Les comptes de l’Arizona sont en infraction avec les dispositions réglementaires les plus basiques.

Theo Francken est expansionniste

Il a fait ses preuves ministérielles sous le gouvernement Michel, qu’il a fait craquer sur le pacte de l’ONU sur les migrations. Il enfile un costume encore plus grand dans le gouvernement De Wever, alors le ministre de la Défense est déjà à l’attaque. Il a surpris ses collègues des autres partis en les poussant à augmenter très vite son budget. En commission, il était si nerveux qu’il faisait les cent pas pendant que les députés le questionnaient. Il n’en a jamais assez car il veut en obtenir beaucoup. Ses 17 milliards de plus d’ici à 2029, il verra comment il les dépensera, mais il sait déjà qu’ils lui donneront un ascendant sur un tas de collègues, parce qu’ils en feront presque tous profiter leurs départements.

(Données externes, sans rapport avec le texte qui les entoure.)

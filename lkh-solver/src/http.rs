//! Solve endpoint.

use std::path::PathBuf;
use std::sync::Arc;

use axum::extract::State;
use axum::http::StatusCode;
use axum::response::{IntoResponse, Response};
use axum::routing::{get, post};
use axum::{Json, Router};
use serde::Deserialize;
use serde_json::json;
use tower_http::trace::TraceLayer;
use tracing::{error, info};

use crate::solver::{self, SolverError, MAX_RUNS};

/// Shared solver state.
pub struct SolverState {
    pub executable: PathBuf,
}

pub fn router(state: Arc<SolverState>) -> Router {
    Router::new()
        .route("/solve", post(solve))
        .route("/health", get(health))
        .layer(TraceLayer::new_for_http())
        .with_state(state)
}

#[derive(Debug, Deserialize)]
struct SolveRequest {
    /// Square travel-time matrix; `distances` is the legacy field name.
    matrix: Option<Vec<Vec<f64>>>,
    distances: Option<Vec<Vec<f64>>>,
}

impl SolveRequest {
    fn into_matrix(self) -> Option<Vec<Vec<f64>>> {
        self.distances.or(self.matrix)
    }
}

async fn solve(
    State(state): State<Arc<SolverState>>,
    Json(request): Json<SolveRequest>,
) -> Response {
    let Some(matrix) = request.into_matrix() else {
        return (
            StatusCode::BAD_REQUEST,
            Json(json!({ "error": "Missing 'distances' or 'matrix' field" })),
        )
            .into_response();
    };

    let n = matrix.len();
    if matrix.iter().any(|row| row.len() != n) {
        return (
            StatusCode::BAD_REQUEST,
            Json(json!({ "error": "Distance matrix must be square" })),
        )
            .into_response();
    }

    info!(nodes = n, "solving tour");
    match solver::solve(&matrix, &state.executable).await {
        Ok(solution) => {
            info!(nodes = n, cost = solution.cost, "tour solved");
            Json(json!({
                "tour": solution.tour,
                "tour_length": solution.cost,
                "nodes": n,
                "runs_used": solver::tuning_for(n).runs.min(MAX_RUNS),
            }))
            .into_response()
        }
        Err(e @ SolverError::InvalidMatrix(_)) => {
            (StatusCode::BAD_REQUEST, Json(json!({ "error": e.to_string() }))).into_response()
        }
        Err(e) => {
            error!(error = %e, "solver run failed");
            (StatusCode::INTERNAL_SERVER_ERROR, Json(json!({ "error": e.to_string() })))
                .into_response()
        }
    }
}

async fn health() -> Json<serde_json::Value> {
    Json(json!({ "status": "healthy" }))
}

En collaboration avec la Défense, le ministre de l’Intérieur a déjà dit qu’il aimerait pouvoir utiliser de futurs hélicoptères, par exemple. Sans gros budget au départ, la compétence du Commerce extérieur, accordée en fin de négociation à Theo Francken, lui offrait déjà de l’aisance face au ministre des Affaires étrangères Maxime Prévot. Ces 17 milliards supplémentaires seront un lourd investissement dans sa diplomatie personnelle, au nom de la Défense nationale.

Anneleen Van Bossuyt est minimaliste

Elle est Gantoise, elle est N-VA, c’est sa première expérience exécutive, et comme son parti veut la mettre en vedette, elle a pour cela reçu le portefeuille le plus générateur de popularité à droite. Celui qui doit fermer tous les robinets: la migration, parce qu’il faut fermer les frontières, et l’intégration sociale, parce qu’il faut plafonner les allocations. Anneleen Van Bossuyt se prépare à ce vedettariat. Très, très, très prudemment. En migration, son exposé d’orientation politique devait approfondir l’accord de gouvernement, et il a été plus court que le chapitre consacré à cette matière dans l’accord de gouvernement. Peur de déjà se faire chicoter par le Vlaams Belang? Crainte que l’on remarque trop tôt que les économies promises n’arriveront pas de sitôt? Qu’importe. La future vedette flandrienne a encore le temps de peaufiner sa formation, alors elle le prend.

Rob Beenders est équilibriste

Son parti, Vooruit, lui a confié des thématiques de gauche, l’égalité et la lutte contre les discriminations, dans un gouvernement de droite, l’Arizona, qui lui refuse les moyens de les faire vivre comme son parti l’aimerait. L’Arizona a des ambitions mais pas encore trouvé tout le budget pour les réaliser. Rob Beenders, lui, a des idées mais n’aura jamais les capacités pour les imposer. Il essayé de placer l’une d’entre elles, les quotas dans les conseils d’administration des entreprises cotées en Bourse, avant son exposé d’orientation politique, parce que c’est dans une directive européenne à transposer, mais tous les partenaires de la coalition, surtout le MR et la N-VA, le lui ont refusé parce que ce n’est pas dans l’accord de gouvernement. Le Limbourgeois est pris en tenaille. Il est comme un tout petit fil rouge sur un gros gouvernement bleu.